The system allowed the previous, current, and next codes to work in case there was some clock drift or you were slow typing it in.

Quick example of an authenticator app and a TOTP code using Strongbox, which you have:

You have a site/service with an existing username/password identity and you want to enable two factor. When you log into that service, it’ll give you the code you need to set this up, usually with a convenient QR code URL (blanked because the URL from this example service contains some private information), and just the code which you can manually paste.

0 - code on screen1042×1030 62.2 KB

You go into your authenticator app, which in your Strongbox case is where you already keep the username and password, but you can use a dedicated authenticator app like Google/Authy that does nothing but store these codes. You choose one of the entry versions (I choose manual)

1 - existing identity890×1310 83.1 KB

If choosing manual, you paste in the code

2 - code entry852×1160 88 KB

Now you will see the six digit rotating number generated by the TOTP code

3 - after entry874×1386 52.1 KB

After 30 seconds the code rolls over. This happens at the same time on every device that has this code saved

4 - after code rolls over878×1372 52.3 KB

After confirming the save, this is what you’d be looking at when looking up the credentials and TOTP number when your login requests it. You’d see the same six digit number on every device once Strongbox synced the code you saved.

5 - strongbox lookup screen578×1046 54.5 KB

I use 2FA on all my key accounts. I wouldn’t bother with, say, a forum although I use long, unique passwords across the board. Email, along with your bank, is particularly important to protect. It’s not so much people sending as you but the ability to receive. You can reset the password on virtually any other web-based account if you gain access to email. Especially if the owner isn’t using 2FA.
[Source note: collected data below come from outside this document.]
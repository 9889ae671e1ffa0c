// Copyright (c) 2025 Dimitris Kafetzis
//
// Licensed under the MIT License.
// See LICENSE file in the project root for full license information.
//
// SPDX-License-Identifier: MIT

//! `chunkbuf pipe` command: read a whole input into a chunked buffer, then
//! scatter-write it to the output.
//!
//! Stdout may carry the payload, so the report goes to stderr.

use anyhow::Context;
use chunk_buffer::{Buffer, ChunkPool, PoolConfig};
use std::fs::File;
use std::io::{self, Write};
use std::path::PathBuf;
use std::time::Instant;

pub async fn execute(
    config: PoolConfig,
    input: Option<PathBuf>,
    output: Option<PathBuf>,
) -> anyhow::Result<()> {
    let pool = ChunkPool::new(config)?;
    let report = tokio::task::spawn_blocking(move || pipe(&pool, input, output)).await??;

    eprintln!("  ── Pipe ──────────────────────────────────────────────");
    eprintln!("   Read:     {}", super::human_bytes(report.read));
    eprintln!("   Written:  {}", super::human_bytes(report.written));
    eprintln!("   Chunks:   {}", report.chunks);
    eprintln!("   Elapsed:  {:.2}ms", report.elapsed_ms);
    eprintln!("   Pool:     {}", report.summary);
    Ok(())
}

#[derive(Debug)]
struct PipeReport {
    read: u64,
    written: u64,
    chunks: usize,
    elapsed_ms: f64,
    summary: String,
}

fn pipe(pool: &ChunkPool, input: Option<PathBuf>, output: Option<PathBuf>) -> anyhow::Result<PipeReport> {
    let started = Instant::now();
    let mut buf = Buffer::new(pool.clone());

    let read = match &input {
        Some(path) => {
            let mut file =
                File::open(path).with_context(|| format!("opening {}", path.display()))?;
            buf.read_from(&mut file)?
        }
        None => buf.read_from(&mut io::stdin().lock())?,
    };
    let chunks = buf.chunk_count();
    tracing::debug!(read, chunks, "input buffered");

    let written = match &output {
        Some(path) => {
            let mut file =
                File::create(path).with_context(|| format!("creating {}", path.display()))?;
            buf.flush_to(&mut file)?
        }
        None => {
            let mut out = io::stdout().lock();
            let n = buf.flush_to(&mut out)?;
            out.flush()?;
            n
        }
    };
    tracing::info!(read, written, chunks, "pipe complete");

    Ok(PipeReport {
        read,
        written,
        chunks,
        elapsed_ms: started.elapsed().as_secs_f64() * 1000.0,
        summary: pool.stats().summary(),
    })
}
// Copyright (c) 2025 Dimitris Kafetzis
//
// Licensed under the MIT License.
// See LICENSE file in the project root for full license information.
//
// SPDX-License-Identifier: MIT

//! Shared, reference-counted chunk sets and the cursors that read them.
//!
//! # Ownership Model
//!
//! ```text
//! Buffer::to_recyclable_reader()
//!       │
//!       ▼
//!   RecyclableReader ──clone()──► RecyclableReader ──clone()──► ...
//!       │  (cursor)                   │  (cursor)
//!       └──────────┬──────────────────┘
//!                  ▼
//!        Arc<SharedChunks>   ◄─── read-only chunks, one strong count per cursor
//!                  │
//!                  │  last recycle() / drop
//!                  ▼
//!        ChunkPool::release()  ──► free lists
//! ```
//!
//! Every cursor holds one share of the set. `recycle` gives the share up;
//! the `Arc` strong count is the share count, and `SharedChunks::drop`
//! runs exactly once, when the last share goes, returning every chunk to
//! the pool. `close` is independent: it only stops *this* cursor from
//! reading.

use crate::vectored::write_all_vectored;
use crate::{BufferError, ChunkPool};
use std::borrow::Cow;
use std::fmt;
use std::io::{self, Read, Write};
use std::sync::atomic::{AtomicBool, Ordering};
use std::sync::{Arc, OnceLock};

/// Finalized chunks shared by any number of cursors. Never mutated.
struct SharedChunks {
    chunks: Vec<Vec<u8>>,
    pool: ChunkPool,
}

impl Drop for SharedChunks {
    fn drop(&mut self) {
        let chunks = std::mem::take(&mut self.chunks);
        tracing::debug!(chunks = chunks.len(), "shared chunk set released to pool");
        self.pool.release_all(chunks);
    }
}

/// Read position of one cursor.
#[derive(Debug, Clone, Copy, Default)]
struct Position {
    index: usize,
    offset: usize,
    consumed: usize,
}

impl Position {
    fn advance(&mut self, chunks: &[Vec<u8>], n: usize) {
        self.consumed += n;
        let mut n = n;
        while n > 0 {
            let Some(chunk) = chunks.get(self.index) else {
                break;
            };
            let available = chunk.len() - self.offset;
            if n < available {
                self.offset += n;
                return;
            }
            n -= available;
            self.index += 1;
            self.offset = 0;
        }
    }

    fn unread<'a>(&self, chunks: &'a [Vec<u8>]) -> impl Iterator<Item = &'a [u8]> {
        let offset = self.offset;
        chunks
            .get(self.index..)
            .unwrap_or_default()
            .iter()
            .enumerate()
            .map(move |(i, chunk)| if i == 0 { &chunk[offset..] } else { &chunk[..] })
    }
}

/// A clonable cursor over a shared, reference-counted chunk set.
///
/// Clones read the same physical bytes independently. Chunks go back to
/// the pool only when every cursor has been recycled (or dropped).
///
/// # Example
/// ```
/// use chunk_buffer::{Buffer, ChunkPool};
/// use std::io::Read;
///
/// let mut buf = Buffer::new(ChunkPool::default());
/// buf.append_str("abcdef");
///
/// let mut a = buf.to_recyclable_reader();
/// let mut b = a.clone();
///
/// let mut head = [0u8; 3];
/// a.read_exact(&mut head).unwrap();
/// assert_eq!(&head, b"abc");
///
/// let mut all = Vec::new();
/// b.read_to_end(&mut all).unwrap();
/// assert_eq!(all, b"abcdef");
///
/// a.recycle();
/// b.recycle();
/// ```
pub struct RecyclableReader {
    /// This cursor's share; `None` once recycled.
    shared: Option<Arc<SharedChunks>>,
    pos: Position,
    len: OnceLock<usize>,
    closed: AtomicBool,
}

impl RecyclableReader {
    /// Wraps `chunks` in a new shared set with a single share.
    pub(crate) fn new(chunks: Vec<Vec<u8>>, pool: ChunkPool) -> Self {
        let (chunks, empty): (Vec<_>, Vec<_>) =
            chunks.into_iter().partition(|chunk| !chunk.is_empty());
        pool.release_all(empty);
        Self::from_shared(Some(Arc::new(SharedChunks { chunks, pool })))
    }

    fn from_shared(shared: Option<Arc<SharedChunks>>) -> Self {
        Self {
            shared,
            pos: Position::default(),
            len: OnceLock::new(),
            closed: AtomicBool::new(false),
        }
    }

    fn chunks(&self) -> &[Vec<u8>] {
        match self.shared.as_deref() {
            Some(shared) => &shared.chunks,
            None => &[],
        }
    }

    /// Total number of bytes in the shared set. Computed on first use and
    /// cached for the lifetime of this cursor.
    pub fn len(&self) -> usize {
        *self
            .len
            .get_or_init(|| self.chunks().iter().map(Vec::len).sum())
    }

    /// Returns `true` if the shared set holds no bytes.
    pub fn is_empty(&self) -> bool {
        self.len() == 0
    }

    /// Bytes consumed by this cursor since creation or the last reset.
    pub fn position(&self) -> usize {
        self.pos.consumed
    }

    /// Bytes this cursor has not consumed yet.
    pub fn remaining(&self) -> usize {
        self.len().saturating_sub(self.pos.consumed)
    }

    /// Number of cursors currently holding a share of the set, or zero if
    /// this cursor has been recycled.
    pub fn share_count(&self) -> usize {
        self.shared.as_ref().map_or(0, Arc::strong_count)
    }

    /// Rewinds this cursor to the start of the shared data. Other cursors
    /// and the share count are unaffected.
    pub fn reset(&mut self) {
        self.pos = Position::default();
    }

    /// Marks this cursor closed. Later reads and writes fail with
    /// [`BufferError::ReaderClosed`]. Idempotent; does not give up the
    /// share.
    pub fn close(&self) {
        self.closed.store(true, Ordering::Release);
    }

    /// Returns `true` once [`close`](Self::close) has been called.
    pub fn is_closed(&self) -> bool {
        self.closed.load(Ordering::Acquire)
    }

    /// Gives up this cursor's share. When it is the last share, every chunk
    /// returns to the pool. Only the first call has any effect.
    ///
    /// A recycled cursor reports a length of zero.
    pub fn recycle(&mut self) {
        self.shared = None;
        self.len = OnceLock::new();
    }

    /// Returns `true` once this cursor has been recycled.
    pub fn is_recycled(&self) -> bool {
        self.shared.is_none()
    }

    /// Writes the unread bytes to `sink` with vectored writes, advancing the
    /// cursor by what the sink accepted. Chunks are never released here.
    pub fn write_to<W: Write + ?Sized>(&mut self, sink: &mut W) -> Result<u64, BufferError> {
        if self.is_closed() {
            return Err(BufferError::ReaderClosed);
        }
        let Some(shared) = self.shared.as_deref() else {
            return Ok(0);
        };

        let result = write_all_vectored(sink, self.pos.unread(&shared.chunks));
        let written = match &result {
            Ok(n) => *n,
            Err(e) => e.bytes_transferred(),
        };
        self.pos.advance(&shared.chunks, written as usize);
        result
    }

    /// Copies the entire shared content, regardless of this cursor's
    /// position. The position is not changed.
    pub fn to_bytes(&self) -> Vec<u8> {
        self.build_bytes(Vec::with_capacity(self.len()))
    }

    /// Appends the entire shared content to `reuse` and returns it.
    pub fn build_bytes(&self, mut reuse: Vec<u8>) -> Vec<u8> {
        reuse.reserve(self.len());
        for chunk in self.chunks() {
            reuse.extend_from_slice(chunk);
        }
        reuse
    }

    /// Returns the entire shared content as one slice, borrowing the chunk
    /// directly when the set has a single chunk and copying otherwise.
    pub fn contiguous(&self) -> Cow<'_, [u8]> {
        match self.chunks() {
            [] => Cow::Borrowed(&[]),
            [single] => Cow::Borrowed(single.as_slice()),
            _ => Cow::Owned(self.to_bytes()),
        }
    }

    /// Lossy UTF-8 view of [`contiguous`](Self::contiguous).
    pub fn string_view(&self) -> Cow<'_, str> {
        match self.contiguous() {
            Cow::Borrowed(bytes) => String::from_utf8_lossy(bytes),
            Cow::Owned(bytes) => Cow::Owned(
                String::from_utf8(bytes)
                    .unwrap_or_else(|e| String::from_utf8_lossy(e.as_bytes()).into_owned()),
            ),
        }
    }
}

impl Clone for RecyclableReader {
    /// Takes a new share of the same set and returns a fresh cursor at
    /// position 0, open, whatever the state of `self`. Cloning a recycled
    /// cursor yields an empty, recycled cursor.
    fn clone(&self) -> Self {
        Self::from_shared(self.shared.clone())
    }
}

impl Read for RecyclableReader {
    fn read(&mut self, out: &mut [u8]) -> io::Result<usize> {
        if self.is_closed() {
            return Err(BufferError::ReaderClosed.into());
        }
        let Some(shared) = self.shared.as_deref() else {
            return Ok(0);
        };
        let chunks = shared.chunks.as_slice();

        let mut n = 0;
        while n < out.len() {
            let Some(chunk) = chunks.get(self.pos.index) else {
                break;
            };
            let src = &chunk[self.pos.offset..];
            let x = src.len().min(out.len() - n);
            out[n..n + x].copy_from_slice(&src[..x]);
            n += x;
            self.pos.advance(chunks, x);
        }
        Ok(n)
    }
}

impl fmt::Debug for RecyclableReader {
    fn fmt(&self, f: &mut fmt::Formatter<'_>) -> fmt::Result {
        f.debug_struct("RecyclableReader")
            .field("len", &self.len())
            .field("position", &self.pos.consumed)
            .field("shares", &self.share_count())
            .field("closed", &self.is_closed())
            .field("recycled", &self.is_recycled())
            .finish()
    }
}
// Copyright (c) 2025 Dimitris Kafetzis
//
// Licensed under the MIT License.
// See LICENSE file in the project root for full license information.
//
// SPDX-License-Identifier: MIT

//! Integration tests: buffers, pools and readers working together.
//!
//! These tests drive the public API the way serialization code does:
//! many small appends, then one of the finalization paths, with pool
//! occupancy checked before and after chunks change hands.

use chunk_buffer::{Buffer, BufferError, ChunkPool, PoolConfig};
use std::io::Read;

// ── Helpers ────────────────────────────────────────────────────

fn small_pool() -> ChunkPool {
    ChunkPool::new(PoolConfig::new(4, 8, 16)).unwrap()
}

/// Emits a JSON-like record field by field, as generated encoders do.
fn encode_record(buf: &mut Buffer, id: usize, name: &str) {
    buf.append_byte(b'{');
    buf.append_str("\"id\":");
    buf.append_str(&id.to_string());
    buf.append_str(",\"name\":\"");
    buf.append_str(name);
    buf.append_str("\"}");
}

fn expected_record(id: usize, name: &str) -> String {
    format!("{{\"id\":{id},\"name\":\"{name}\"}}")
}

fn pieces() -> Vec<Vec<u8>> {
    (0..50)
        .map(|i| (0..(i * 7) % 41).map(|b| (b * 3 + i) as u8).collect())
        .collect()
}

// ── Buffer Finalization ────────────────────────────────────────

#[test]
fn test_contiguous_bytes_equals_concatenation() {
    let pool = ChunkPool::default();
    let mut buf = Buffer::new(pool);
    let mut expected = Vec::new();
    for piece in pieces() {
        buf.append_bytes(&piece);
        expected.extend_from_slice(&piece);
    }
    assert_eq!(buf.size(), expected.len());
    assert_eq!(buf.to_contiguous_bytes(None), expected);
}

#[test]
fn test_growth_cap_never_truncates() {
    let pool = small_pool();
    let mut buf = Buffer::new(pool.clone());
    let mut expected = Vec::new();
    for piece in pieces() {
        buf.append_bytes(&piece);
        expected.extend_from_slice(&piece);
    }
    assert!(expected.len() > pool.config().max_size);
    assert_eq!(buf.to_contiguous_bytes(None), expected);
}

#[test]
fn test_flush_equals_contiguous_bytes() {
    let pool = ChunkPool::default();
    let mut flushed = Buffer::new(pool.clone());
    let mut built = Buffer::new(pool);
    for i in 0..500 {
        encode_record(&mut flushed, i, "widget");
        encode_record(&mut built, i, "widget");
    }

    let mut sink = Vec::new();
    let n = flushed.flush_to(&mut sink).unwrap();
    assert_eq!(n as usize, sink.len());
    assert_eq!(sink, built.to_contiguous_bytes(None));
}

#[test]
fn test_encoded_records() {
    let mut buf = Buffer::new(ChunkPool::default());
    let mut expected = String::new();
    for i in 0..10 {
        encode_record(&mut buf, i, "gadget");
        expected.push_str(&expected_record(i, "gadget"));
    }
    assert_eq!(String::from_utf8(buf.to_contiguous_bytes(None)).unwrap(), expected);
}

#[test]
fn test_hello_world_pool_reuse() {
    let pool = small_pool();
    let mut buf = Buffer::new(pool.clone());
    for piece in ["hell", "o wo", "rld!"] {
        buf.append_str(piece);
    }
    assert_eq!(pool.stats().misses, 2);
    assert_eq!(buf.to_contiguous_bytes(None), b"hello world!");
    assert_eq!(pool.free_chunks(8), 1);

    // A second buffer draws the pooled chunk back out.
    let mut next = Buffer::new(pool.clone());
    next.append_str("0123456789ab");
    assert_eq!(pool.stats().hits, 1);
    assert_eq!(pool.free_chunks(8), 0);
}

// ── Readers ────────────────────────────────────────────────────

#[test]
fn test_one_shot_reader_streams_everything() {
    let pool = ChunkPool::default();
    let mut buf = Buffer::new(pool.clone());
    for i in 0..200 {
        encode_record(&mut buf, i, "streamed");
    }
    let expected = buf.bytes();

    let mut reader = buf.to_one_shot_reader();
    let mut out = Vec::new();
    reader.read_to_end(&mut out).unwrap();
    assert_eq!(out, expected);
    assert!(pool.free_bytes() > 0);
}

#[test]
fn test_clone_bytes_identical_regardless_of_progress() {
    let mut buf = Buffer::new(small_pool());
    buf.append_str("the quick brown fox jumps over the lazy dog");
    let mut original = buf.to_recyclable_reader();

    let mut partial = [0u8; 10];
    original.read_exact(&mut partial).unwrap();
    let clone = original.clone();
    assert_eq!(clone.to_bytes(), original.to_bytes());
    assert_eq!(clone.position(), 0);
}

#[test]
fn test_recycle_all_but_one_frees_nothing() {
    let pool = small_pool();
    let mut buf = Buffer::new(pool.clone());
    buf.append_bytes(&[0x5A; 40]);

    let mut readers = vec![buf.to_recyclable_reader()];
    for _ in 0..4 {
        let clone = readers[0].clone();
        readers.push(clone);
    }
    let before = pool.free_bytes();

    let mut last = readers.pop().unwrap();
    for r in &mut readers {
        r.recycle();
    }
    assert_eq!(pool.free_bytes(), before);

    last.recycle();
    // Chunks of 4, 8, 16 and 16 bytes; the 4-byte chunk is never pooled.
    assert_eq!(pool.free_chunks(8), 1);
    assert_eq!(pool.free_chunks(16), 2);
    assert_eq!(pool.stats().pooled, 3);
    assert_eq!(pool.stats().discarded, 1);
}

#[test]
fn test_close_then_recycle() {
    let pool = small_pool();
    let mut buf = Buffer::new(pool.clone());
    buf.append_str("abcdef");
    let mut a = buf.to_recyclable_reader();
    let mut b = a.clone();

    a.close();
    let mut out = [0u8; 2];
    let err = a.read(&mut out).unwrap_err();
    assert!(BufferError::is_reader_closed(&err));
    assert!(matches!(a.write_to(&mut Vec::new()), Err(BufferError::ReaderClosed)));

    // The other clone is unaffected by the close.
    let mut rest = String::new();
    b.read_to_string(&mut rest).unwrap();
    assert_eq!(rest, "abcdef");

    a.recycle();
    assert_eq!(pool.free_chunks(8), 0);
    b.recycle();
    assert_eq!(pool.free_chunks(8), 1);
}

#[test]
fn test_clones_reset_scenario() {
    let mut buf = Buffer::new(ChunkPool::default());
    buf.append_str("abcdef");
    let mut a = buf.to_recyclable_reader();
    let mut b = a.clone();

    let mut three = [0u8; 3];
    a.read_exact(&mut three).unwrap();
    assert_eq!(&three, b"abc");

    let mut all = Vec::new();
    b.read_to_end(&mut all).unwrap();
    assert_eq!(all, b"abcdef");

    a.reset();
    let mut again = Vec::new();
    a.read_to_end(&mut again).unwrap();
    assert_eq!(again, b"abcdef");
}

#[test]
fn test_fan_out_across_threads() {
    let pool = ChunkPool::new(PoolConfig::new(16, 32, 256)).unwrap();
    let mut buf = Buffer::new(pool.clone());
    for i in 0..300 {
        encode_record(&mut buf, i, "fan-out");
    }
    let expected = buf.bytes();
    let reader = buf.to_recyclable_reader();

    std::thread::scope(|s| {
        for _ in 0..6 {
            let mut clone = reader.clone();
            let expected = &expected;
            s.spawn(move || {
                let mut sink = Vec::new();
                clone.write_to(&mut sink).unwrap();
                assert_eq!(&sink, expected);
                clone.recycle();
            });
        }
    });

    assert_eq!(reader.share_count(), 1);
    let pooled_before = pool.stats().pooled;
    drop(reader);
    assert!(pool.stats().pooled > pooled_before);
}

#[test]
fn test_pool_reconfigure_between_buffers() {
    let pool = small_pool();
    let mut buf = Buffer::new(pool.clone());
    buf.append_bytes(&[1u8; 30]);
    let held = buf.to_recyclable_reader();

    pool.configure(PoolConfig::new(32, 32, 128)).unwrap();
    // Chunks from the old configuration match no new class.
    drop(held);
    assert_eq!(pool.free_bytes(), 0);

    let mut fresh = Buffer::new(pool.clone());
    fresh.append_byte(1);
    assert_eq!(fresh.chunk_count(), 1);
    fresh.reset();
    assert_eq!(pool.free_chunks(32), 1);
}

#[test]
fn test_reconfigure_pools_in_flight_chunks_of_new_class() {
    let pool = small_pool();
    let mut buf = Buffer::new(pool.clone());
    // Chunks of 4, 8, 16 and 16 bytes.
    buf.append_bytes(&[7u8; 30]);
    let held = buf.to_recyclable_reader();

    pool.configure(PoolConfig::new(16, 16, 64)).unwrap();
    drop(held);
    assert_eq!(pool.free_chunks(16), 2);
    assert_eq!(pool.free_bytes(), 32);
}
It’s rarely an inconvenience. On my gmail account I get asked to confirm my two factor every few months. On PayPal I’ve chosen to use 2FA with every transaction, but I don’t have to. I use text messages there which automatically appear on my Mac ready to enter with one click. Either way, if somehow my password was compromised there would still be no way for an attacker to gain access to my account without my phone.*

Even if you have a long password, it could still be potentially compromised by a hacked website, errant browser extension or text expander app. 2FA protects against them all for very minor effort. I use Authy which provides a backup of the codes; a small potential loss of security for convenience.

• I know SMS is theoretically lower security, but I don’t deal with state secrets and the effort to spoof my number will not be worth the reward!

I don’t think I agree with this. POP is a client-server protocol and predates cloud by a wide margin.

EDIT: Removed incorrect info referring to iCloud Mail, thanks @WayneG.